The Big Wave
- First edition
- Author: Pearl S. Buck
- Illustrator: Hiroshige and Hokusai
- Language: English
- Genre: Children's novel
- Set in: Japan
- Publisher: John Day Company
- Publication date: March 21, 1948
- Publication place: United States

= The Big Wave =

1948 novel by Pearl S. Buck

The Big Wave is a children's novel by Pearl S. Buck. It was first published as a short story in the October 1947 issue of the magazine Jack and Jill with illustrations from Ann Eshner Jaffe. Buck expanded the story and published it in book form in March 1948 through John Day Company, with illustrations from Utagawa Hiroshige and Katsushika Hokusai. She won the 1948 Child Study Association's Children's Book Award (now the Josette Frank Award) for The Big Wave.

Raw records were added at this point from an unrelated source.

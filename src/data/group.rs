use crate::coding::{Decode, DecodeError, Encode, EncodeError};

use super::ObjectStatus;

/// The start of a stream carrying a single group.
#[derive(Clone, Debug, PartialEq)]
pub struct GroupHeader {
	/// The subscription this stream belongs to.
	pub subscribe_id: u64,

	/// The alias agreed at subscribe time.
	pub track_alias: u64,

	/// The group sequence number, shared by every object on this stream.
	pub group_id: u64,

	/// The priority, where smaller values are sent first.
	pub priority: u8,
}

impl Decode for GroupHeader {
	fn decode<R: bytes::Buf>(r: &mut R) -> Result<Self, DecodeError> {
		let subscribe_id = u64::decode(r)?;
		let track_alias = u64::decode(r)?;
		let group_id = u64::decode(r)?;
		let priority = u64::decode(r)?
			.try_into()
			.map_err(|_| DecodeError::InvalidValue)?;

		Ok(Self {
			subscribe_id,
			track_alias,
			group_id,
			priority,
		})
	}
}

impl Encode for GroupHeader {
	fn encode<W: bytes::BufMut>(&self, w: &mut W) -> Result<(), EncodeError> {
		self.subscribe_id.encode(w)?;
		self.track_alias.encode(w)?;
		self.group_id.encode(w)?;
		(self.priority as u64).encode(w)?;

		Ok(())
	}
}

/// A sub-header within a group stream, followed by exactly `size` payload bytes.
#[derive(Clone, Debug, PartialEq)]
pub struct GroupObject {
	pub object_id: u64,
	pub size: usize,
	pub status: ObjectStatus,
}

impl Decode for GroupObject {
	fn decode<R: bytes::Buf>(r: &mut R) -> Result<Self, DecodeError> {
		let object_id = u64::decode(r)?;
		let size = usize::decode(r)?;

		let status = match size {
			0 => ObjectStatus::decode(r)?,
			_ => ObjectStatus::Normal,
		};

		Ok(Self {
			object_id,
			size,
			status,
		})
	}
}

impl Encode for GroupObject {
	fn encode<W: bytes::BufMut>(&self, w: &mut W) -> Result<(), EncodeError> {
		self.object_id.encode(w)?;
		self.size.encode(w)?;

		if self.size == 0 {
			self.status.encode(w)?;
		}

		Ok(())
	}
}
mod queue;
mod watch;

pub use queue::*;
pub use watch::*;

Buck later adapted the story into an episode of The Alcoa Hour (1956) and a 1961 film co-written with director Tad Danielewski.

==Plot==
Kino lives with his family on a farm on the side of a mountain in Japan while his friend, Jiya, lives in the fishing village below. Though everyone in the area has heard of the big wave no one suspects that when the next one comes, it will wipe out Jiya's entire family and fishing village below the mountain. Jiya soon must leave his family behind in order to keep the fisherman traditions alive.

Jiya, now orphaned, struggles to overcome his sadness and is adopted into Kino's family. He and Kino live like brothers and Jiya takes on the life of a farmer. Even when the wise Old Gentleman offers Jiya a wealthy life at his rich castle, Jiya refuses. Though Jiya is able to find happiness again in his adopted family, particularly with Kino's younger sister, Setsu, Jiya wishes to live as a fisherman again as he comes of age.

When Jiya tells Kino that he wishes to marry Setsu and return to the fishing village, Kino fears that Jiya and Setsu will suffer and it is safer for them to remain on the mountain as a farmer, thinking of the potential consequences should another big wave come. However, Jiya reveals his understanding that it is in the presence of danger that one learns to be brave, and to appreciate how wonderful life can be.

== Adaptations ==
Pearl S. Buck worked with Tad Danielewski to develop the script for television (1956), and the show played successfully to critics. Buck also worked closely on the film version, The Big Wave (1961) which Danielewski directed. The film starred Sessue Hayakawa, Mickey Curtis, and Juzo Itami. Singer Judy Ongg also appeared in the film.